BRITAIN



BRITAIN
The Telegraph, London, Dec. 23: The questioning of Pakistani scientists about alleged nuclear assistance to Iran places the West in a dilemma. On the one hand, President Pervaiz Musharraf is a key ally in the war on global terror. On the other, he heads a country with good claim to be a leading secondary proliferator of weapons of mass destruction (WMD).
Gen. Musharraf's government says that any help given to Iran was done in a private capacity, a questionable claim given the army's control over the drive for an "Islamic bomb." It also argues, more persuasively, that the co-operation took place under a previous regime.
Islamic fundamentalists
Washington and the IAEA (International Atomic Energy Agency) understandably want to question the "father" of that bomb, Abdul Qadeer Khan, and his associates about their alleged dealings with Iran. But to hand over scientists regarded by many as national heroes would leave Gen. Musharraf vulnerable to the charge of betrayal by Islamic fundamentalists. Indeed, were Dr. Khan to be extradited to America, the president could be replaced by a leader far less sympathetic to Western goals. The challenge with Pakistan is to determine past complicity without undermining a valuable ally.
CANADA
The Globe and Mail, Toronto, Dec. 20: In separate rebukes to President George W. Bush this week, two U.S. appeal courts have shown why judicial independence is a cornerstone of democracy.
Mr. Bush has been fighting a ruthless terrorist foe, but in doing so he has sometimes acted as if the state were a law unto itself, and beyond legal reproach. It isn't, said the appeal courts, in declaring illegal the detention of foreign terrorist suspects at Guantanamo Bay, Cuba, and of a U.S. terrorist suspect in a South Carolina brig. Even in times of national peril the rule of law needs to be preserved, and that task properly falls to the judicial branch of government. No doubt it is inconvenient for a country facing a ruthless foe to have to worry about a detained person's right to retain counsel, to have a hearing before an impartial judge and to be charged promptly or set free. Terrorists do not fight according to recognized rules of war. They do not wear uniforms. They aim their weapons at civilians.

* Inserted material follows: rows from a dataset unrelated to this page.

//! JSON merge configuration: token values, regex tokens and image
//! placeholders, in declaration order.

use std::fs;
use std::path::{Path, PathBuf};

use indexmap::IndexMap;
use serde::Deserialize;

use crate::error::Error;
use crate::images::{ImagePlaceholder, ImagePlaceholderMap, SizePolicy};
use crate::model::Extent;
use crate::resolve::TokenMap;

/// Size used for an image entry that names no size, in centimetres.
pub const DEFAULT_IMAGE_SIZE_CM: (f64, f64) = (3.5, 1.5);

#[derive(Clone, Debug, Deserialize)]
#[serde(deny_unknown_fields)]
pub struct MergeConfig {
    #[serde(default)]
    pub replacements: IndexMap<String, String>,
    #[serde(default)]
    pub patterns: IndexMap<String, String>,
    #[serde(default)]
    pub image_replacements: IndexMap<String, ImageSpec>,
    #[serde(default = "default_true")]
    pub replace_existing_images: bool,
    /// Directory relative image paths are resolved against.
    #[serde(skip)]
    pub base_dir: PathBuf,
}

fn default_true() -> bool {
    true
}

#[derive(Clone, Debug, Deserialize, PartialEq)]
#[serde(untagged)]
pub enum ImageSpec {
    Path(PathBuf),
    Detailed {
        path: PathBuf,
        #[serde(default)]
        width_cm: Option<f64>,
        #[serde(default)]
        height_cm: Option<f64>,
        #[serde(default)]
        width_pixels: Option<f64>,
        #[serde(default)]
        height_pixels: Option<f64>,
        #[serde(default)]
        maintain_aspect: bool,
    },
}

impl ImageSpec {
    pub fn path(&self) -> &Path {
        match self {
            ImageSpec::Path(path) | ImageSpec::Detailed { path, .. } => path,
        }
    }

    pub fn size_policy(&self) -> Result<SizePolicy, String> {
        let default = SizePolicy::Fixed(Extent::from_cm(DEFAULT_IMAGE_SIZE_CM.0, DEFAULT_IMAGE_SIZE_CM.1));
        let ImageSpec::Detailed {
            width_cm,
            height_cm,
            width_pixels,
            height_pixels,
            maintain_aspect,
            ..
        } = *self
        else {
            return Ok(default);
        };
        let size = match (width_pixels, height_pixels, width_cm, height_cm) {
            (Some(w), Some(h), _, _) => Some(Extent::from_pixels(w, h)),
            (None, None, Some(w), Some(h)) => Some(Extent::from_cm(w, h)),
            (None, None, None, None) => None,
            _ => return Err("width and height must be given together".into()),
        };
        if size.is_some_and(|s| s.is_empty()) {
            return Err("image size must be positive".into());
        }
        Ok(match (size, maintain_aspect) {
            (Some(size), true) => SizePolicy::AspectFit(size),
            (Some(size), false) => SizePolicy::Fixed(size),
            (None, true) => SizePolicy::InheritOriginal,
            (None, false) => default,
        })
    }
}

impl MergeConfig {
    pub fn from_path(path: &Path) -> Result<Self, Error> {
        let json = fs::read_to_string(path)?;
        let mut config = MergeConfig::from_json(&json)?;
        config.base_dir = path.parent().map(Path::to_path_buf).unwrap_or_default();
        log::debug!(
            "Loaded {}: {} replacements, {} patterns, {} images",
            path.display(),
            config.replacements.len(),
            config.patterns.len(),
            config.image_replacements.len()
        );
        Ok(config)
    }

    pub fn from_json(json: &str) -> Result<Self, Error> {
        Ok(serde_json::from_str(json)?)
    }

    /// Literal replacements first, then regex patterns, each in declaration order.
    pub fn token_map(&self) -> Result<TokenMap, Error> {
        let mut builder = TokenMap::builder();
        for (key, value) in &self.replacements {
            builder = builder.literal(key, value);
        }
        for (pattern, value) in &self.patterns {
            builder = builder.pattern(pattern, value);
        }
        builder.build()
    }

    pub fn image_map(&self) -> Result<ImagePlaceholderMap, Error> {
        let mut entries = Vec::with_capacity(self.image_replacements.len());
        for (marker, spec) in &self.image_replacements {
            let size = spec
                .size_policy()
                .map_err(|reason| Error::Config(format!("image {marker:?}: {reason}")))?;
            entries.push(ImagePlaceholder::new(marker, self.base_dir.join(spec.path()), size));
        }
        Ok(ImagePlaceholderMap::new(entries)?.with_replace_existing(self.replace_existing_images))
    }
}

#[cfg(test)]
mod tests {
    use super::*;

    #[test]
    fn parses_full_config_in_declaration_order() {
        let config = MergeConfig::from_json(
            r#"{
                "replacements": {"{{Z}}": "last", "{{A}}": "first"},
                "patterns": {"\\{\\{DATE:[^}]*\\}\\}": "2026-10-19"},
                "image_replacements": {
                    "{{LOGO}}": "logo.png",
                    "{{SIGN}}": {"path": "sig.png", "width_cm": 4.0, "height_cm": 2.0, "maintain_aspect": true},
                    "{{PX}}": {"path": "px.png", "width_pixels": 96, "height_pixels": 48},
                    "{{KEEP}}": {"path": "keep.png", "maintain_aspect": true}
                },
                "replace_existing_images": false
            }"#,
        )
        .unwrap();
        let keys: Vec<_> = config.replacements.keys().map(String::as_str).collect();
        assert_eq!(keys, ["{{Z}}", "{{A}}"]);
        assert_eq!(config.token_map().unwrap().len(), 3);

        let images = config.image_map().unwrap();
        assert!(!images.replace_existing());
        let sizes: Vec<_> = images.entries().iter().map(|e| e.size).collect();
        assert_eq!(
            sizes,
            vec![
                SizePolicy::Fixed(Extent::from_cm(3.5, 1.5)),
                SizePolicy::AspectFit(Extent::from_cm(4.0, 2.0)),
                SizePolicy::Fixed(Extent::from_cm(2.54, 1.27)),
                SizePolicy::InheritOriginal,
            ]
        );
    }

    #[test]
    fn defaults_and_relative_paths() {
        let dir = tempfile::tempdir().unwrap();
        let path = dir.path().join("merge.json");
        fs::write(&path, r#"{"image_replacements": {"{{LOGO}}": {"path": "img/logo.png"}}}"#).unwrap();
        let config = MergeConfig::from_path(&path).unwrap();
        assert!(config.replace_existing_images);
        assert!(config.token_map().unwrap().is_empty());
        let images = config.image_map().unwrap();
        assert_eq!(images.entries()[0].path, dir.path().join("img/logo.png"));
        assert_eq!(images.entries()[0].size, SizePolicy::Fixed(Extent::from_cm(3.5, 1.5)));
    }

    #[test]
    fn rejects_half_sizes_and_unknown_fields() {
        let config =
            MergeConfig::from_json(r#"{"image_replacements": {"{{X}}": {"path": "x.png", "width_cm": 3}}}"#)
                .unwrap();
        assert!(matches!(config.image_map(), Err(Error::Config(_))));
        assert!(matches!(
            MergeConfig::from_json(r#"{"replacement": {}}"#),
            Err(Error::Json(_))
        ));
        assert!(matches!(
            MergeConfig::from_json(r#"{"patterns": {"(": "x"}}"#).unwrap().token_map(),
            Err(Error::Pattern(_))
        ));
    }
}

Constitutional requirement
But President Bush has acted as if he had carte blanche. He is acting as if the Constitution did not exist, just as -- in the case of Guantanamo Bay itself, where nearly all the foreign terrorist suspects have been denied access to counsel -- he has acted as if both international and U.S. law were irrelevant.
The rule of law is only as strong as its defenders. How good to see it still has some very strong defenders.